Can I be a Jew without following the kosher food laws?
Can I be a Jew without strictly observing the sabbath?
Can I be a Jew assimilated into a foreign culture, speaking their language, and following their customs?
The Maccabees would say no. But for more than two thousand years many Jews would say I can be Jewish without those things.
If living and worshipping the way we always have is the essential value, then the decision to fight to defend that value becomes more easily justified, even when “fighting” itself violates many of our other core values, and when the fighting itself requires we abandon our former way of life.
But if “being Jewish” is the essential value, and the Jewish identity can be retained as some sort of inward truth that doesn’t require the outward expressions of temple, and kosher laws, and sabbath observation, and so on, then the sacrifices inherent in “fighting” no longer seem justified. The better choice, even the choice more true to our faith, is not to fight, but to flex.
As I move through a final year of preaching, trying to draw some final thoughts from all of the core issues of spirituality and the regular festivals of the Unitarian Universalist liturgical year, I think this is the deepest lesson of Hanukkah: that sometimes, fighting for what we believe is the better choice. But sometimes, the better choice is to let go.

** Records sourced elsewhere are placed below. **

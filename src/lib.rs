//! Library crate for heist-back, exposing modules for binaries and integration tests.

pub mod config;
pub mod dao;
pub mod dto;
pub mod error;
pub mod routes;
pub mod services;
pub mod state;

I don’t mean a cowardly, casual relationship to your core principles, letting go without resistance because it’s easier to give up than to stand up.

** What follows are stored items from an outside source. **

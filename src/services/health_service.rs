use tracing::warn;

use crate::{dto::health::HealthResponse, state::SharedState};

/// Report whether the room store answers, logging connectivity issues.
pub async fn health_status(state: &SharedState) -> HealthResponse {
    match state.store().health_check().await {
        Ok(()) => HealthResponse::ok(),
        Err(err) => {
            warn!(error = %err, "storage health check failed");
            HealthResponse::degraded()
        }
    }
}

#[cfg(test)]
mod tests {
    use std::sync::Arc;

    use super::*;
    use crate::{
        config::AppConfig, dao::room_store::memory::MemoryRoomStore, dto::health::HealthStatus,
        state::AppState,
    };

    #[tokio::test]
    async fn memory_store_is_always_healthy() {
        let state = AppState::new(AppConfig::default(), Arc::new(MemoryRoomStore::new()));
        assert_eq!(health_status(&state).await.status, HealthStatus::Ok);
    }
}
mod config;
mod error;
mod models;
mod store;

pub use config::CouchConfig;
pub use error::CouchDaoError;
pub use store::CouchRoomStore;
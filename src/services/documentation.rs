use utoipa::OpenApi;

#[derive(OpenApi)]
/// Aggregated OpenAPI specification for Heist Back.
#[openapi(
    paths(
        crate::routes::health::healthcheck,
        crate::routes::rooms::list_public_rooms,
        crate::routes::rooms::create_room,
        crate::routes::rooms::get_room,
        crate::routes::rooms::join_room,
        crate::routes::rooms::leave_room,
        crate::routes::rooms::toggle_ready,
        crate::routes::rooms::kick_player,
        crate::routes::rooms::start_game,
        crate::routes::rooms::propose_team,
        crate::routes::rooms::submit_vote,
        crate::routes::rooms::play_mission_card,
        crate::routes::rooms::acknowledge_vote_reveal,
        crate::routes::rooms::acknowledge_reveal,
        crate::routes::rooms::reset_game,
        crate::routes::rooms::post_chat,
        crate::routes::websocket::ws_handler,
    ),
    components(
        schemas(
            crate::dto::health::HealthResponse,
            crate::dto::health::HealthStatus,
            crate::dto::room::CreateRoomRequest,
            crate::dto::room::JoinRoomRequest,
            crate::dto::room::JoinRoomResponse,
            crate::dto::room::PlayerActionRequest,
            crate::dto::room::KickPlayerRequest,
            crate::dto::room::ProposeTeamRequest,
            crate::dto::room::SubmitVoteRequest,
            crate::dto::room::PlayMissionCardRequest,
            crate::dto::room::ChatRequest,
            crate::dto::room::PublicRoomSummary,
            crate::dto::view::RoomView,
            crate::dto::view::PlayerView,
            crate::dto::view::RoomStatusView,
            crate::state::room::Phase,
            crate::state::room::Role,
            crate::state::room::Vote,
            crate::state::room::MissionCard,
            crate::state::room::Winner,
        )
    ),
    tags(
        (name = "health", description = "Health check endpoints"),
        (name = "rooms", description = "Room lifecycle, gameplay actions and the participant WebSocket"),
    )
)]
pub struct ApiDoc;

#[cfg(test)]
mod tests {
    use super::*;

    #[test]
    fn document_lists_room_routes() {
        let doc = ApiDoc::openapi();
        assert!(doc.paths.paths.contains_key("/rooms/{room_id}/propose-team"));
        assert!(doc.paths.paths.contains_key("/ws/{room_id}/{player_id}"));
    }
}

But I mean that sometimes what we hold to be our core principles can, on closer examination, reveal themselves to be merely a current, contingent expression of some deeper value that is closer to our core. In that case, when it is only the outward expression under attack, while the true core is protected; and when what would be required of us to defend the outward expression does itself do violence to the true core; than we actually do our enemy’s work when we fight.

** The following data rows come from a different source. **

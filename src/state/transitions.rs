use rand::rngs::ThreadRng;
use tracing::{debug, info};

use crate::{
    dao::{models::StoredRoom, storage::StorageError},
    error::ServiceError,
    state::{SharedState, room::Room, state_machine::DeferredTransition},
};

/// Attempts made to commit a mutation before giving up on a busy room.
const MAX_COMMIT_ATTEMPTS: usize = 5;

/// What the mutation closure decided to do with the room it was handed.
pub enum Change<T> {
    /// Persist the mutated room, broadcast it and schedule the follow-up.
    Save {
        value: T,
        follow_up: Option<DeferredTransition>,
    },
    /// Broadcast the final record, then remove the room and close its sockets.
    Delete { value: T },
    /// Leave the stored room untouched.
    Skip { value: T },
}

impl<T> Change<T> {
    /// Persist without any follow-up.
    pub fn save(value: T) -> Self {
        Self::Save {
            value,
            follow_up: None,
        }
    }
}

/// Load `room_id`, let `mutate` change a fresh copy and write it back.
///
/// The write is a compare-and-swap against the revision that was loaded: when another
/// writer got there first, the room is reloaded and `mutate` runs again, so its
/// validation always sees the latest state. Returns the closure's value together with
/// the committed room.
pub async fn commit<T, F>(
    state: &SharedState,
    room_id: &str,
    mut mutate: F,
) -> Result<(T, Room), ServiceError>
where
    F: FnMut(&mut Room, &mut ThreadRng) -> Result<Change<T>, ServiceError>,
{
    for attempt in 1..=MAX_COMMIT_ATTEMPTS {
        let Some(StoredRoom { mut room, revision }) = state.store().load(room_id).await? else {
            return Err(ServiceError::NotFound(format!("room `{room_id}` not found")));
        };

        let change = {
            let mut rng = rand::rng();
            mutate(&mut room, &mut rng)?
        };

        match change {
            Change::Skip { value } => return Ok((value, room)),
            Change::Save { value, follow_up } => {
                match state.store().save(room.clone(), Some(revision)).await {
                    Ok(_) => {}
                    Err(StorageError::Conflict { .. }) => {
                        debug!(room_id, attempt, "concurrent write detected, retrying");
                        continue;
                    }
                    Err(err) => return Err(err.into()),
                }
                state.connections().broadcast(&room);
                if let Some(transition) = follow_up {
                    state.schedule(transition);
                }
                return Ok((value, room));
            }
            Change::Delete { value } => {
                state.connections().broadcast(&room);
                state.store().delete(room_id).await?;
                state.connections().close_room(room_id);
                info!(room_id, "room terminated");
                return Ok((value, room));
            }
        }
    }

    Err(StorageError::Conflict {
        room_id: room_id.to_string(),
    }
    .into())
}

So we light a fifth candle, says Peter Yarrow, “for the strength that we need to never become our own foe.” We must be careful not to lose ourselves in fighting for ourselves.
We light a sixth candle for those who are suffering the pain we learned so long ago.
It’s a terrible situation to feel your values under threat. I know many of us are feeling this terror today. To see compassion replaced with cruelty. To see ignorance and prejudice ascendant. To see corruption practiced openly in the highest levels of government. To see cherished institutions disparaged and attacked. To see necessary help withheld from the poor and the sick, while the richest grow their wealth ever more obscenely. To see the planet despoiled for short-term gains without regard for the future.
It hurts. We know that pain.
And part of that pain, the lesson from Hanukkah, is the complicated question of what do we do?
Is it right, in this case, now, to take up arms, to resist, or to revolt? The lesson from Hanukkah, I caution, is not to glorify the choice of the Maccabees as always right in every case, but to be very clear, before you make your choice, about what you really believe, what is truly essential, what is actually at stake.
And to determine whether it is possible to defend what is threatened, and win what we seek, without killing what we hope to defend and losing anyway.
So we light a seventh candle, for all we believe in, that anger won’t tear us apart.
Which brings us to the eighth and final candle. Lighting this candle, the purification is complete and the rededication is accomplished.
Eventually the warring will stop. Endless war is not the goal. Even a fully justified war is only a tool helping us get past the war. Eventually, we will have to sit down with our enemies and make peace with them. Eventually we will have to rebuild what our war destroyed and we will have to create new community on new terms with the people we fought against, a new community now including a history of intolerable insults and the war we fought in retaliation.
Every action of war must be undertaken as the first step in creating the foundation for a future peace.
And so we light the eighth and final candle: “to bring us together with peace as the song in our heart.”